Modulatory effects of epigenetic modifiers in cellular (intrinsic) and immunological (extrinsic) processes. The modulatory effects of HDAC and DNMT inhibitors (HDACi and DNMTi, respectively) in extrinsic factors include the regulation of Th1, Th2, and Treg functions, NK (natural killer) cell activation through CD137, the protumoral M2 macrophage phenotype, secretion of anti-inflammatory cytokines such as interleukin-10 (IL-10), and the stimulation of the interferon (IFN) response. Epigenetic drugs modulate key cellular pathways in melanoma cells. The MAPK pathway activated by GFR (growth factor receptor) signaling activates RAS, RAF, MEK, ERK, c-jun, and c-fos, which regulate the expression of survival and proliferation genes.

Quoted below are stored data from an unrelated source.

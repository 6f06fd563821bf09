//! Repository trait for short link data access.

use crate::domain::entities::{Link, NewLink};
use crate::error::AppError;
use async_trait::async_trait;
use chrono::{DateTime, Utc};

/// Repository interface for short links.
///
/// Read access is used by the redirect and stats handlers (`find_by_code`) and
/// by the URL monitor (`list_all`). The monitor is the only caller of
/// `update_health`.
///
/// # Implementations
///
/// - [`crate::infrastructure::persistence::PgLinkRepository`] - PostgreSQL implementation
/// - [`crate::infrastructure::persistence::InMemoryLinkRepository`] - in-process store
/// - Test mocks available with `cfg(test)`
#[cfg_attr(test, mockall::automock)]
#[async_trait]
pub trait LinkRepository: Send + Sync {
    /// Creates a new short link.
    ///
    /// # Errors
    ///
    /// Returns [`AppError::Conflict`] if the short code already exists.
    /// Returns [`AppError::Internal`] on storage errors.
    async fn create(&self, new_link: NewLink) -> Result<Link, AppError>;

    /// Finds a link by its short code.
    ///
    /// # Returns
    ///
    /// - `Ok(Some(Link))` if found
    /// - `Ok(None)` if not found
    async fn find_by_code(&self, code: &str) -> Result<Option<Link>, AppError>;

    /// Returns a snapshot of every stored link.
    ///
    /// Links created after the call are not included.
    async fn list_all(&self) -> Result<Vec<Link>, AppError>;

    /// Records the outcome of a reachability probe.
    ///
    /// Idempotent: writing the same status twice leaves the link unchanged apart
    /// from `last_checked_at`.
    ///
    /// # Errors
    ///
    /// Returns [`AppError::NotFound`] if the link no longer exists.
    async fn update_health(
        &self,
        link_id: i64,
        healthy: bool,
        checked_at: DateTime<Utc>,
    ) -> Result<(), AppError>;

    /// Checks that the backing store answers.
    async fn ping(&self) -> Result<(), AppError>;
}
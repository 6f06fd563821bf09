//! Repository implementations.
//!
//! Concrete implementations of domain repository traits: PostgreSQL via SQLx
//! for production and mutex-guarded maps for tests and database-less runs.
//!
//! # Repositories
//!
//! - [`PgLinkRepository`] - Link storage, lookup and health updates
//! - [`PgClickRepository`] - Atomic click counters
//! - [`InMemoryLinkRepository`] / [`InMemoryClickRepository`] - In-process store

pub mod memory;
pub mod pg_click_repository;
pub mod pg_link_repository;

pub use memory::{InMemoryClickRepository, InMemoryLinkRepository};
pub use pg_click_repository::PgClickRepository;
pub use pg_link_repository::PgLinkRepository;
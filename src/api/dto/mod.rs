//! Data Transfer Objects for API requests and responses.
//!
//! All DTOs use Serde for JSON serialization/deserialization and validator
//! for input validation.

pub mod health;
pub mod shorten;
pub mod stats;
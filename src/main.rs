use std::process::ExitCode;

use tracing_subscriber::EnvFilter;
use url_shortener::{config, server};

#[tokio::main]
async fn main() -> anyhow::Result<ExitCode> {
    dotenvy::dotenv().ok();

    // Logging comes up before the configuration so that fallback warnings are visible.
    init_tracing(std::env::var("LOG_FORMAT").as_deref() == Ok("json"));

    let config = config::load_from_env()?;
    config.print_summary();

    let report = server::run(config).await?;

    if report.is_clean() {
        Ok(ExitCode::SUCCESS)
    } else {
        Ok(ExitCode::FAILURE)
    }
}

fn init_tracing(json: bool) {
    let filter = EnvFilter::try_from_default_env().unwrap_or_else(|_| EnvFilter::new("info"));

    if json {
        tracing_subscriber::fmt()
            .json()
            .with_env_filter(filter)
            .init();
    } else {
        tracing_subscriber::fmt().with_env_filter(filter).init();
    }
}
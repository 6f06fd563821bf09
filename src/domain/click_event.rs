//! Click event model for asynchronous click tracking.

use chrono::{DateTime, Utc};

/// An in-memory representation of a single redirect hit.
///
/// Created by the redirect handler and handed to the click pipeline through
/// [`crate::domain::click_channel::ClickChannel::enqueue`]. The event is never
/// persisted as a standalone record: a worker consumes it once and turns it into
/// a click-count increment for `link_id`.
///
/// # Usage Flow
///
/// 1. Created in the redirect handler with request metadata
/// 2. Enqueued into the bounded click channel (non-blocking, may be dropped)
/// 3. Claimed by exactly one worker of [`crate::domain::click_worker::ClickWorkerPool`]
/// 4. Discarded after the increment succeeds or fails
#[derive(Debug, Clone, PartialEq, Eq)]
pub struct ClickEvent {
    pub link_id: i64,
    pub clicked_at: DateTime<Utc>,
    pub user_agent: Option<String>,
    pub ip: Option<String>,
}

impl ClickEvent {
    /// Creates a click event stamped with the current time.
    ///
    /// # Examples
    ///
    /// ```ignore
    /// let event = ClickEvent::new(42, Some("Mozilla/5.0"), Some("192.168.1.1".to_string()));
    /// ```
    pub fn new(link_id: i64, user_agent: Option<&str>, ip: Option<String>) -> Self {
        Self::at(link_id, Utc::now(), user_agent, ip)
    }

    /// Creates a click event with an explicit timestamp.
    pub fn at(
        link_id: i64,
        clicked_at: DateTime<Utc>,
        user_agent: Option<&str>,
        ip: Option<String>,
    ) -> Self {
        Self {
            link_id,
            clicked_at,
            user_agent: user_agent.map(|s| s.to_string()),
            ip,
        }
    }
}
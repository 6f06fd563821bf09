//! Core domain entities.
//!
//! - [`Link`] - A shortened URL mapping with health and click metadata
//! - [`NewLink`] - Input for creating a link

pub mod link;

pub use link::{Link, MAX_CODE_LENGTH, NewLink};
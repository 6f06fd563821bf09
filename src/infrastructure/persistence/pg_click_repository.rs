//! PostgreSQL implementation of click counters.

use async_trait::async_trait;
use serde_json::json;
use sqlx::PgPool;
use std::sync::Arc;

use crate::domain::repositories::ClickRepository;
use crate::error::AppError;

/// PostgreSQL repository for per-link click counts.
///
/// The increment is a single `UPDATE ... SET click_count = click_count + 1`
/// statement, so concurrent workers never lose updates.
pub struct PgClickRepository {
    pool: Arc<PgPool>,
}

impl PgClickRepository {
    /// Creates a new repository with a database connection pool.
    pub fn new(pool: Arc<PgPool>) -> Self {
        Self { pool }
    }
}

#[async_trait]
impl ClickRepository for PgClickRepository {
    async fn increment_count(&self, link_id: i64) -> Result<(), AppError> {
        let result = sqlx::query(
            r#"
            UPDATE links
            SET click_count = click_count + 1
            WHERE id = $1
            "#,
        )
        .bind(link_id)
        .execute(self.pool.as_ref())
        .await?;

        if result.rows_affected() == 0 {
            return Err(AppError::not_found(
                "Link not found",
                json!({ "link_id": link_id }),
            ));
        }

        Ok(())
    }

    async fn count_for_link(&self, link_id: i64) -> Result<i64, AppError> {
        let count = sqlx::query_scalar::<_, i64>("SELECT click_count FROM links WHERE id = $1")
            .bind(link_id)
            .fetch_optional(self.pool.as_ref())
            .await?;

        count.ok_or_else(|| AppError::not_found("Link not found", json!({ "link_id": link_id })))
    }
}
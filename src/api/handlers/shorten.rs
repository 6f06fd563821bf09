//! Handler for link creation endpoint.

use axum::{Json, extract::State, http::StatusCode};
use validator::Validate;

use crate::api::dto::shorten::{ShortenRequest, ShortenResponse};
use crate::error::AppError;
use crate::state::AppState;

/// Creates a short link for a long URL.
///
/// # Endpoint
///
/// `POST /api/v1/links`
///
/// # Request Body
///
/// ```json
/// { "long_url": "https://example.com/some/page" }
/// ```
///
/// # Response
///
/// `201 Created`
///
/// ```json
/// {
///   "short_code": "Xa3_k9Qz",
///   "long_url": "https://example.com/some/page",
///   "full_short_url": "http://localhost:8080/Xa3_k9Qz"
/// }
/// ```
///
/// # Errors
///
/// Returns 400 Bad Request if the URL is missing, malformed or not http(s).
pub async fn shorten_handler(
    State(state): State<AppState>,
    Json(payload): Json<ShortenRequest>,
) -> Result<(StatusCode, Json<ShortenResponse>), AppError> {
    payload.validate()?;

    let link = state
        .link_service
        .create_short_link(&payload.long_url)
        .await?;

    tracing::info!(code = %link.code, link_id = link.id, "Short link created");

    let full_short_url = state.link_service.short_url(&link.code);

    Ok((
        StatusCode::CREATED,
        Json(ShortenResponse {
            short_code: link.code,
            long_url: link.long_url,
            full_short_url,
        }),
    ))
}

Similarly, the PI3K/AKT pathway activated by RTKs (receptor tyrosine kinases) leads to the activation of PI3K (PI3 kinase), which then activates AKT and promotes survival. HDACi and DNMTi also modulate the immunogenicity of melanoma cells via increasing antigen presentation in MHC (major histocompatibility complex) and increasing the expression of ERVs (endogenous retroviruses) and RE (repetitive elements), which activates the T cells. Upon activation through TCR (T cell receptor) signaling, T cells release TNF (tumor necrosis factor), GzmB (granzyme B), PFN (perforin), and IFN. HDACi regulate the expression of immunosuppressive genes such as PD-L1 (programmed cell death ligand 1), which can be blocked using anti-PD-1 (programmed cell death 1) antibodies. HDACi generate ROS (reactive oxygen species) and induce ER (endoplasmic reticulum) stress. Additionally, HDACi and DNMTi synergize with radiation therapy and chemotherapy via inhibition of the DNA repair machinery, eventually leading to cell death.